Public relations experts do not advise large corporations to draw attention to their conflicts of interest. Nonetheless, it gets harder and harder for a day to go by without the NEW YORK Times having another goddam article on the BOSTON Red Sox. The nation's newspaper of record is bound and determined to make sure the world knows about its 17 percent stake in New England's baseball franchise.

Today's tribute to the Olde Two Townes Team was penned by Joseph Nocera, whose day job is to write an excellent business column for the paper. Writing in "Play", the Times' new and well-done sports magazine supplement, Nocera deemed the Sox baseball's best-run franchise, examining how its visionary leadership is tweaking Fenway Park to make it easier for fans to buy concessions and souvenirs there.

Aside from misidentifying Dan Shaughnessy as New England's premier sports columnist (no offense Dan, but 99 of 100 fans would name your colleague Bob Ryan for that post), Nocera committed no factual blunders.

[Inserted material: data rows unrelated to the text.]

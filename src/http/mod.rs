//! HTTP request executor with rate limiting, credential injection and retry.

mod client;
mod limiter;
mod retry;

pub use client::{ApiRequest, HttpClient, RawResponse};
pub(crate) use client::Outcome;
pub use limiter::{MAX_CONCURRENT_REQUESTS, Permit, RateLimiter};
pub use retry::{
    BASE_DELAY, MAX_DELAY, MAX_RETRIES, RETRYABLE_STATUSES, RetryCause, RetryObserver,
    RetryPolicy, error_message, is_auth_failure, is_retryable_transport, parse_retry_after,
    terminal_error,
};
use log::{debug, info, warn};
use std::sync::Arc;
use tokio_util::sync::CancellationToken;

use super::{
    ProgressEvent, ProgressObserver, ReportBackend, ReportJob, ReportOptions, ReportPart,
    ReportRequest, unbundle,
};
use crate::clock::{Clock, SystemClock, cancellable};
use crate::error::{ApiError, ApiResult};
use crate::types::ReportStatus;

/// Items accepted in one job.
pub const MAX_REPORT_ITEMS: usize = 10;

/// Drives a report job through submit, poll and fetch under an attempt budget.
pub struct ReportController {
    backend: Arc<dyn ReportBackend>,
    clock: Arc<dyn Clock>,
    cancel: CancellationToken,
    max_items: usize,
}

impl ReportController {
    /// Controller over `backend` with the system clock and up to 10 items per job.
    pub fn new(backend: Arc<dyn ReportBackend>) -> Self {
        Self {
            backend,
            clock: Arc::new(SystemClock),
            cancel: CancellationToken::new(),
            max_items: MAX_REPORT_ITEMS,
        }
    }

    /// Replaces the clock used between polls.
    pub fn with_clock(mut self, clock: Arc<dyn Clock>) -> Self {
        self.clock = clock;
        self
    }

    /// Aborts a running job when `cancel` fires.
    pub fn with_cancellation(mut self, cancel: CancellationToken) -> Self {
        self.cancel = cancel;
        self
    }

    /// Overrides how many items one job may carry.
    pub fn with_max_items(mut self, max_items: usize) -> Self {
        self.max_items = max_items;
        self
    }

    /// Items accepted in one job.
    pub fn max_items(&self) -> usize {
        self.max_items
    }

    fn validate(&self, request: &ReportRequest, options: &ReportOptions) -> ApiResult<()> {
        if request.items.is_empty() {
            return Err(ApiError::validation("Report request must name at least one item"));
        }
        if request.items.len() > self.max_items {
            return Err(ApiError::validation(format!(
                "Too many items in one report: {} (max {})",
                request.items.len(),
                self.max_items
            )));
        }
        if request.date_from > request.date_to {
            return Err(ApiError::validation(format!(
                "Report period starts after it ends: {} > {}",
                request.date_from, request.date_to
            )));
        }
        if options.max_attempts == 0 {
            return Err(ApiError::validation("max_attempts must be at least 1"));
        }
        Ok(())
    }

    /// Runs one job to completion and returns the unbundled parts.
    ///
    /// The observer sees every poll, including the one that produced the
    /// terminal status. There is no sleep after the last attempt.
    #[tracing::instrument(skip(self, observer), fields(items = request.items.len()))]
    pub async fn run(
        &self,
        request: &ReportRequest,
        options: ReportOptions,
        observer: Option<&dyn ProgressObserver>,
    ) -> ApiResult<Vec<ReportPart>> {
        self.validate(request, &options)?;

        let id = cancellable(&self.cancel, self.backend.submit(request)).await??;
        if id.trim().is_empty() {
            return Err(ApiError::invalid_response("Report job id is empty"));
        }
        let mut job = ReportJob::new(id, self.clock.now());
        debug!("Submitted report job {} for {} item(s)", job.id, request.items.len());

        while job.attempts < options.max_attempts {
            let status = cancellable(&self.cancel, self.backend.status(&job.id)).await??;
            job.attempts += 1;
            job.status = Some(status);

            let elapsed = self.clock.now().saturating_duration_since(job.submitted_at);
            let is_last = job.attempts >= options.max_attempts;
            let event = ProgressEvent {
                job_id: job.id.clone(),
                attempt: job.attempts,
                max_attempts: options.max_attempts,
                status,
                elapsed,
                next_poll_in: (!is_last).then_some(options.poll_interval),
            };
            debug!(
                "Report {} poll {}/{}: {}",
                job.id, event.attempt, event.max_attempts, status
            );
            if let Some(observer) = observer {
                observer.on_progress(&event);
            }

            match status {
                ReportStatus::Ready => {
                    let payload = cancellable(&self.cancel, self.backend.fetch(&job.id)).await??;
                    let parts = unbundle(&payload, &request.items)?;
                    info!(
                        "Report {} ready after {} poll(s): {} part(s)",
                        job.id,
                        job.attempts,
                        parts.len()
                    );
                    return Ok(parts);
                }
                ReportStatus::Failed => {
                    warn!("Report {} failed on the server", job.id);
                    return Err(ApiError::ReportFailed {
                        job_id: job.id,
                        attempts: job.attempts,
                        elapsed,
                    });
                }
                ReportStatus::Pending | ReportStatus::Running => {}
            }

            if !is_last {
                cancellable(&self.cancel, self.clock.sleep(options.poll_interval)).await?;
            }
        }

        let elapsed = self.clock.now().saturating_duration_since(job.submitted_at);
        warn!(
            "Report {} not ready after {} attempts ({:.1}s)",
            job.id,
            job.attempts,
            elapsed.as_secs_f64()
        );
        Err(ApiError::ReportTimeout {
            job_id: job.id,
            attempts: job.attempts,
            elapsed,
            last_status: job.status,
        })
    }
}

impl std::fmt::Debug for ReportController {
    fn fmt(&self, f: &mut std::fmt::Formatter<'_>) -> std::fmt::Result {
        f.debug_struct("ReportController")
            .field("max_items", &self.max_items)
            .finish()
    }
}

The Sox ARE well-run. They win games and make money, lots of money. The management trio of owner John Henry, president Larry Lucchino, and GM Theo Epstein may have their interpersonal difficulties, but they serve their customers well-then make pay through the nose for said service, which the fans happily do.

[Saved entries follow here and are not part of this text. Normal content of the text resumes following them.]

//! Closed enumerations for the platform's wire constants.

use serde::{Deserialize, Serialize};
use std::fmt;
use std::str::FromStr;

/// Status of an asynchronous report job.
#[derive(Debug, Clone, Copy, PartialEq, Eq, Hash, Serialize, Deserialize)]
pub enum ReportStatus {
    #[serde(rename = "NOT_STARTED")]
    Pending,
    #[serde(rename = "IN_PROGRESS")]
    Running,
    #[serde(rename = "OK")]
    Ready,
    #[serde(rename = "ERROR")]
    Failed,
}

impl ReportStatus {
    pub fn as_str(&self) -> &'static str {
        match self {
            ReportStatus::Pending => "NOT_STARTED",
            ReportStatus::Running => "IN_PROGRESS",
            ReportStatus::Ready => "OK",
            ReportStatus::Failed => "ERROR",
        }
    }
}

impl fmt::Display for ReportStatus {
    fn fmt(&self, f: &mut fmt::Formatter<'_>) -> fmt::Result {
        f.write_str(self.as_str())
    }
}

impl FromStr for ReportStatus {
    type Err = anyhow::Error;

    fn from_str(s: &str) -> Result<Self, Self::Err> {
        match s {
            "NOT_STARTED" => Ok(ReportStatus::Pending),
            "IN_PROGRESS" => Ok(ReportStatus::Running),
            "OK" => Ok(ReportStatus::Ready),
            "ERROR" => Ok(ReportStatus::Failed),
            _ => anyhow::bail!("Unknown report status: {}", s),
        }
    }
}

/// Grouping of rows in a statistics report.
#[derive(Debug, Clone, Copy, PartialEq, Eq, Hash, Serialize, Deserialize, Default)]
#[serde(rename_all = "SCREAMING_SNAKE_CASE")]
pub enum GroupBy {
    #[default]
    Date,
    NoGroupBy,
    StartOfWeek,
    StartOfMonth,
}

impl FromStr for GroupBy {
    type Err = anyhow::Error;

    fn from_str(s: &str) -> Result<Self, Self::Err> {
        match s.to_uppercase().as_str() {
            "DATE" => Ok(GroupBy::Date),
            "NO_GROUP_BY" => Ok(GroupBy::NoGroupBy),
            "START_OF_WEEK" => Ok(GroupBy::StartOfWeek),
            "START_OF_MONTH" => Ok(GroupBy::StartOfMonth),
            _ => anyhow::bail!(
                "Unknown grouping: {}. Expected DATE, NO_GROUP_BY, START_OF_WEEK or START_OF_MONTH.",
                s
            ),
        }
    }
}

/// Advertising campaign state.
#[derive(Debug, Clone, Copy, PartialEq, Eq, Hash, Serialize, Deserialize)]
pub enum CampaignState {
    #[serde(rename = "CAMPAIGN_STATE_UNKNOWN")]
    Unknown,
    #[serde(rename = "CAMPAIGN_STATE_RUNNING")]
    Running,
    #[serde(rename = "CAMPAIGN_STATE_PLANNED")]
    Planned,
    #[serde(rename = "CAMPAIGN_STATE_STOPPED")]
    Stopped,
    #[serde(rename = "CAMPAIGN_STATE_INACTIVE")]
    Inactive,
    #[serde(rename = "CAMPAIGN_STATE_ARCHIVED")]
    Archived,
    #[serde(rename = "CAMPAIGN_STATE_MODERATION_DRAFT")]
    ModerationDraft,
    #[serde(rename = "CAMPAIGN_STATE_MODERATION_IN_PROGRESS")]
    ModerationInProgress,
    #[serde(rename = "CAMPAIGN_STATE_MODERATION_FAILED")]
    ModerationFailed,
    #[serde(rename = "CAMPAIGN_STATE_FINISHED")]
    Finished,
}

/// Type of advertised object.
#[derive(Debug, Clone, Copy, PartialEq, Eq, Hash, Serialize, Deserialize)]
#[serde(rename_all = "SCREAMING_SNAKE_CASE")]
pub enum AdvertisingType {
    Sku,
    SearchPromo,
    Banner,
    BrandShelf,
    Video,
}

/// Campaign billing model.
#[derive(Debug, Clone, Copy, PartialEq, Eq, Hash, Serialize, Deserialize)]
#[serde(rename_all = "UPPERCASE")]
pub enum PaymentType {
    /// Cost per click
    Cpc,
    /// Cost per thousand impressions
    Cpm,
    /// Cost per order
    Cpo,
}

/// Product visibility filter for product listings.
#[derive(Debug, Clone, Copy, PartialEq, Eq, Hash, Serialize, Deserialize, Default)]
#[serde(rename_all = "SCREAMING_SNAKE_CASE")]
pub enum ProductVisibility {
    #[default]
    All,
    Visible,
    Invisible,
    EmptyStock,
    NotModerated,
    Moderated,
    Disabled,
    StateFailed,
    ReadyToSupply,
    ValidationStatePending,
    ValidationStateFail,
    ValidationStateSuccess,
    ToSupply,
    InSale,
    RemovedFromSale,
    Banned,
    Overpriced,
    CriticallyOverpriced,
    EmptyBarcode,
    BarcodeExists,
    Quarantine,
    Archived,
    OverpricedWithStock,
    PartialApproved,
    ImageAbsent,
    ModerationBlock,
}
//! Resilient client for the Ozon Seller and Performance APIs.
//!
//! Every call goes through one [`http::HttpClient`]: a bounded-concurrency
//! gate, a credential provider (static API key headers or an OAuth bearer
//! token renewed ahead of expiry) and a retry loop with exponential backoff.
//! Long-running statistics reports are driven by [`report::ReportController`].

pub mod auth;
pub mod clock;
pub mod config;
pub mod error;
pub mod http;
pub mod report;
pub mod session;
pub mod types;

pub use config::{ClientConfig, PerformanceCredentials, SellerCredentials};
pub use error::{ApiError, ApiResult};
pub use http::{ApiRequest, HttpClient, RawResponse, RetryPolicy};
pub use report::{ProgressEvent, ReportOptions, ReportPart, ReportRequest};
pub use session::{PerformanceClient, SellerClient, SessionOptions};
pub use types::{GroupBy, ReportStatus};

Had Nocera merely used the Sox as an example of a well-run sports team, this post would never have been written. No, the Sox had to be the "best" in baseball. Best is such a big word. The Sox are neither such consistent winners as the Atlanta Braves, nor as profitable as their rival New York Yankees, who make so much dough their luziry tax contributions spell the difference between red and black ink for several other loser franchises. Come to think of it, the Sox don't win as much as the Yanks, either.

Now I'm sure the following scenario has no basis in fact, but that's not going to stop many fans and potential Times' readers around the country from suspecting that if Nocera had selected the world champion WHITE Sox as baseball's signature business operation (it isn't), his bosses would've told him to try again, handing him a shuttle ticket to Logan. That suspicion is why conflicts of interest are bad for newspapers, why they should never, ever, own things they cover. The Times isn't the only offender in this regard, the Tribune corporation owns the Cubs, but the New York paper is the only one so arrogant as to own a team that's not in the city where it does business.

It's just about impossible to breathe and not have at least one conflict of interest. After 30 years in the newspaper business, I can confidently state they're no less ethical than other large human institutions, but no more ethical, either. Its part ownership of the Sox doesn't make the Times look evil, just clueless. But who wants to read a clueless newspaper?